Interventions affecting blood pressure variability and outcomes after intubating patients with spontaneous intracranial hemorrhage

2018 
Abstract Introduction Spontaneous intracranial hemorrhage (sICH) that increases intracranial pressure (ICP) is a life-threatening emergency often requiring intubation in Emergency Departments (ED). A previous study of intubated ED patients found that providing ≥5 interventions after initiating mechanical ventilation (pMVI) reduced mortality rate. We hypothesized that pMVIs would lower blood pressure variability (BPV) in patients with sICH and thus improve survival rates and neurologic outcomes. Method We performed a retrospective study of adults, who were transferred to a quaternary medical center between 01/01/2011 and 09/30/2015 for sICH, received an extraventricular drain during hospitalization. They were identified by International Classification of Diseases, version 9 (430.XX, 431.XX), and procedure code 02.21. Outcomes were BPV indices, death, and being discharged home.
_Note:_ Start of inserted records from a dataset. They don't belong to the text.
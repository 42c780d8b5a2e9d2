use crate::config::RateLimitConfig;
use std::collections::HashMap;
use std::time::{Duration, Instant};
use tokio::sync::Mutex;

const MAX_TRACKED_CLIENTS: usize = 10_000;
const IDLE_EVICTION: Duration = Duration::from_secs(600);
const SWEEP_INTERVAL: Duration = Duration::from_secs(30);

#[derive(Debug, Clone)]
struct Bucket {
    tokens: f64,
    last_refill: Instant,
}

impl Bucket {
    fn take(&mut self, now: Instant, capacity: f64, refill_per_sec: f64) -> Result<(), u64> {
        let elapsed = now.saturating_duration_since(self.last_refill).as_secs_f64();
        self.last_refill = now;
        self.tokens = (self.tokens + elapsed * refill_per_sec).min(capacity);

        if self.tokens >= 1.0 {
            self.tokens -= 1.0;
            Ok(())
        } else {
            let wait = (1.0 - self.tokens) / refill_per_sec;
            Err(wait.ceil().max(1.0) as u64)
        }
    }
}

struct Buckets {
    clients: HashMap<String, Bucket>,
    /// Shared by clients first seen while the table is full.
    overflow: Bucket,
    last_sweep: Option<Instant>,
}

/// Per-client token buckets. At most `MAX_TRACKED_CLIENTS` clients get their
/// own bucket; idle ones are swept at most once per `SWEEP_INTERVAL`.
pub struct RateLimiter {
    buckets: Mutex<Buckets>,
    capacity: f64,
    refill_per_sec: f64,
}

impl RateLimiter {
    pub fn new(config: &RateLimitConfig) -> Self {
        let capacity = f64::from(config.capacity.max(1));
        Self {
            buckets: Mutex::new(Buckets {
                clients: HashMap::new(),
                overflow: Bucket {
                    tokens: capacity,
                    last_refill: Instant::now(),
                },
                last_sweep: None,
            }),
            capacity,
            refill_per_sec: config.refill_per_sec,
        }
    }

    /// Takes a token for `key`, or returns how many whole seconds until one
    /// is available.
    pub async fn check(&self, key: &str) -> Result<(), u64> {
        self.check_at(key, Instant::now()).await
    }

    async fn check_at(&self, key: &str, now: Instant) -> Result<(), u64> {
        let mut guard = self.buckets.lock().await;
        let buckets = &mut *guard;

        if !buckets.clients.contains_key(key) && buckets.clients.len() >= MAX_TRACKED_CLIENTS {
            let due = buckets
                .last_sweep
                .is_none_or(|at| now.saturating_duration_since(at) >= SWEEP_INTERVAL);
            if due {
                buckets.last_sweep = Some(now);
                buckets
                    .clients
                    .retain(|_, b| now.saturating_duration_since(b.last_refill) < IDLE_EVICTION);
            }
            if buckets.clients.len() >= MAX_TRACKED_CLIENTS {
                return buckets.overflow.take(now, self.capacity, self.refill_per_sec);
            }
        }

        let capacity = self.capacity;
        buckets
            .clients
            .entry(key.to_string())
            .or_insert_with(|| Bucket {
                tokens: capacity,
                last_refill: now,
            })
            .take(now, capacity, self.refill_per_sec)
    }

    pub async fn tracked_clients(&self) -> usize {
        self.buckets.lock().await.clients.len()
    }
}
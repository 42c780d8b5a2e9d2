use serde::{Deserialize, Serialize};
use std::fmt;

/// Transmission and distribution utilities serving the competitive Texas market.
#[derive(Debug, Clone, Copy, PartialEq, Eq, Hash, PartialOrd, Ord, Serialize, Deserialize)]
#[serde(rename_all = "kebab-case")]
pub enum TdspCode {
    Oncor,
    Centerpoint,
    AepCentral,
    AepNorth,
    Tnmp,
    Lpl,
}

impl TdspCode {
    pub fn all() -> &'static [TdspCode] {
        &[
            TdspCode::Oncor,
            TdspCode::Centerpoint,
            TdspCode::AepCentral,
            TdspCode::AepNorth,
            TdspCode::Tnmp,
            TdspCode::Lpl,
        ]
    }

    pub fn as_str(&self) -> &'static str {
        match self {
            TdspCode::Oncor => "oncor",
            TdspCode::Centerpoint => "centerpoint",
            TdspCode::AepCentral => "aep-central",
            TdspCode::AepNorth => "aep-north",
            TdspCode::Tnmp => "tnmp",
            TdspCode::Lpl => "lpl",
        }
    }
}

impl fmt::Display for TdspCode {
    fn fmt(&self, f: &mut fmt::Formatter<'_>) -> fmt::Result {
        f.write_str(self.as_str())
    }
}

#[derive(Debug, Clone, Serialize)]
pub struct TdspInfo {
    pub code: TdspCode,
    pub name: &'static str,
    pub short_name: &'static str,
    pub duns: Option<&'static str>,
    #[serde(skip)]
    pub esiid_prefixes: &'static [&'static str],
    pub service_area: &'static str,
    /// Monthly customer + metering charge passed through by retailers, in dollars.
    pub base_charge_dollars: f64,
    /// Delivery charge per kWh, in cents.
    pub per_kwh_cents: f64,
    /// All-in average retail rate used when plan data is unavailable, in cents/kWh.
    pub average_rate_cents: f64,
}

/// Where a ZIP resolution came from, strongest first.
#[derive(Debug, Clone, Copy, PartialEq, Eq, Hash, PartialOrd, Ord, Serialize, Deserialize)]
#[serde(rename_all = "lowercase")]
pub enum MappingSource {
    Verified,
    Override,
    Static,
    Range,
    Inferred,
    County,
    Unknown,
}

impl MappingSource {
    pub fn as_str(&self) -> &'static str {
        match self {
            MappingSource::Verified => "verified",
            MappingSource::Override => "override",
            MappingSource::Static => "static",
            MappingSource::Range => "range",
            MappingSource::Inferred => "inferred",
            MappingSource::County => "county",
            MappingSource::Unknown => "unknown",
        }
    }
}

#[derive(Debug, Clone, PartialEq, Serialize, Deserialize)]
pub struct ZipCodeMapping {
    pub zip: String,
    pub tdsp: Option<TdspCode>,
    pub city: Option<String>,
    pub city_slug: Option<String>,
    pub county: Option<String>,
    pub confidence: u8,
    pub source: MappingSource,
    pub deregulated: bool,
    #[serde(default, skip_serializing_if = "Vec::is_empty")]
    pub alternates: Vec<TdspCode>,
    /// Municipal utility or co-op name for ZIPs outside the competitive market.
    #[serde(default, skip_serializing_if = "Option::is_none")]
    pub utility: Option<String>,
}

impl ZipCodeMapping {
    /// Split ZIPs need a street address before a plan list can be shown.
    pub fn requires_address(&self) -> bool {
        !self.alternates.is_empty()
    }
}

#[derive(Debug, Clone, PartialEq, Serialize, Deserialize)]
pub struct Provider {
    pub name: String,
    pub slug: String,
    #[serde(default, skip_serializing_if = "Option::is_none")]
    pub puct_number: Option<String>,
    #[serde(default, skip_serializing_if = "Option::is_none")]
    pub logo_url: Option<String>,
    #[serde(default, skip_serializing_if = "Option::is_none")]
    pub rating: Option<f32>,
}

#[derive(Debug, Clone, Copy, PartialEq, Eq, Hash, PartialOrd, Ord, Serialize, Deserialize)]
#[serde(rename_all = "lowercase")]
pub enum RateType {
    Fixed,
    Variable,
    Indexed,
}

impl RateType {
    pub fn as_str(&self) -> &'static str {
        match self {
            RateType::Fixed => "fixed",
            RateType::Variable => "variable",
            RateType::Indexed => "indexed",
        }
    }

    pub fn parse(value: &str) -> Option<Self> {
        match value.trim().to_ascii_lowercase().as_str() {
            "fixed" | "fixed-rate" => Some(RateType::Fixed),
            "variable" | "variable-rate" => Some(RateType::Variable),
            "indexed" | "indexed-rate" | "market" => Some(RateType::Indexed),
            _ => None,
        }
    }
}

/// Price points as printed on the Electricity Facts Label, in cents per kWh.
#[derive(Debug, Clone, Copy, PartialEq, Serialize, Deserialize)]
pub struct PricePoints {
    pub kwh500: f64,
    pub kwh1000: f64,
    pub kwh2000: f64,
}

impl PricePoints {
    pub fn is_valid(&self) -> bool {
        [self.kwh500, self.kwh1000, self.kwh2000]
            .iter()
            .all(|p| p.is_finite() && *p > 0.0)
    }
}

#[derive(Debug, Clone, PartialEq, Default, Serialize, Deserialize)]
pub struct PlanDocuments {
    #[serde(default, skip_serializing_if = "Option::is_none")]
    pub efl_url: Option<String>,
    #[serde(default, skip_serializing_if = "Option::is_none")]
    pub tos_url: Option<String>,
    #[serde(default, skip_serializing_if = "Option::is_none")]
    pub yrac_url: Option<String>,
}

#[derive(Debug, Clone, PartialEq, Serialize, Deserialize)]
pub struct Plan {
    pub id: String,
    pub name: String,
    pub provider: Provider,
    pub tdsp: TdspCode,
    /// 0 means month-to-month.
    pub term_months: u16,
    pub rate_type: RateType,
    pub prices: PricePoints,
    pub base_charge_dollars: f64,
    pub percent_green: u8,
    pub early_termination_fee: f64,
    pub deposit_required: bool,
    pub prepaid: bool,
    pub time_of_use: bool,
    #[serde(default)]
    pub documents: PlanDocuments,
    #[serde(default, skip_serializing_if = "Option::is_none")]
    pub enroll_url: Option<String>,
}

#[derive(Debug, Clone, PartialEq, Serialize, Deserialize)]
pub struct City {
    pub name: String,
    pub slug: String,
    pub county: Option<String>,
    pub tdsp: Option<TdspCode>,
    pub zips: Vec<String>,
    pub deregulated: bool,
}

#[derive(Debug, Clone, PartialEq, Serialize, Deserialize)]
pub struct EsiidRecord {
    pub esiid: String,
    pub address: String,
    pub city: Option<String>,
    pub zip: String,
    pub tdsp: Option<TdspCode>,
    #[serde(default, skip_serializing_if = "Option::is_none")]
    pub premise_type: Option<String>,
    #[serde(default, skip_serializing_if = "Option::is_none")]
    pub status: Option<String>,
}

#[derive(Debug, Clone, Copy, PartialEq, Serialize)]
pub struct RateEstimate {
    pub tdsp: TdspCode,
    pub usage_kwh: u32,
    pub rate_cents: f64,
    pub monthly_bill_dollars: f64,
}

#[cfg(test)]
mod tests {
    use super::*;

    #[test]
    fn test_tdsp_code_serializes_kebab_case() {
        let json = serde_json::to_string(&TdspCode::AepCentral).unwrap();
        assert_eq!(json, "\"aep-central\"");
        let back: TdspCode = serde_json::from_str("\"centerpoint\"").unwrap();
        assert_eq!(back, TdspCode::Centerpoint);
    }

    #[test]
    fn test_rate_type_parse_accepts_facet_names() {
        assert_eq!(RateType::parse("fixed-rate"), Some(RateType::Fixed));
        assert_eq!(RateType::parse("Variable"), Some(RateType::Variable));
        assert_eq!(RateType::parse("prepaid"), None);
    }

    #[test]
    fn test_price_points_reject_non_positive() {
        let ok = PricePoints { kwh500: 15.1, kwh1000: 13.2, kwh2000: 12.9 };
        let bad = PricePoints { kwh500: 0.0, kwh1000: 13.2, kwh2000: f64::NAN };
        assert!(ok.is_valid());
        assert!(!bad.is_valid());
    }
}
Results We analyzed records from 147 intubated patients transferred from 40 EDs. Forty-one percent of patients received ≥5 pMVIs and was associated with lower median successive variation in systolic blood pressure (BP SV ) (31,[IQR 18–45) compared with those receiving 4 or less pMVIs (38[IQR 16–70]], p  = 0.040). Three pMVIs, appropriate tidal volume, sedative infusion, and capnography were significantly associated with lower BPV. In addition to clinical factors, BP SV (OR 26; 95% CI 1.2, >100) and chest radiography (OR 0.3; 95% CI 0.09, 0.9) were associated with mortality rate. Use of quantitative capnography (OR 8.3; 95%CI, 4.7, 8.8) was associated with increased likelihood of being discharged home. Conclusions In addition to disease severity, individual pMVIs were significantly associated with BPV and patient outcomes. Emergency physicians should perform pMVIs more frequently to prevent BPV and improve patients' outcomes.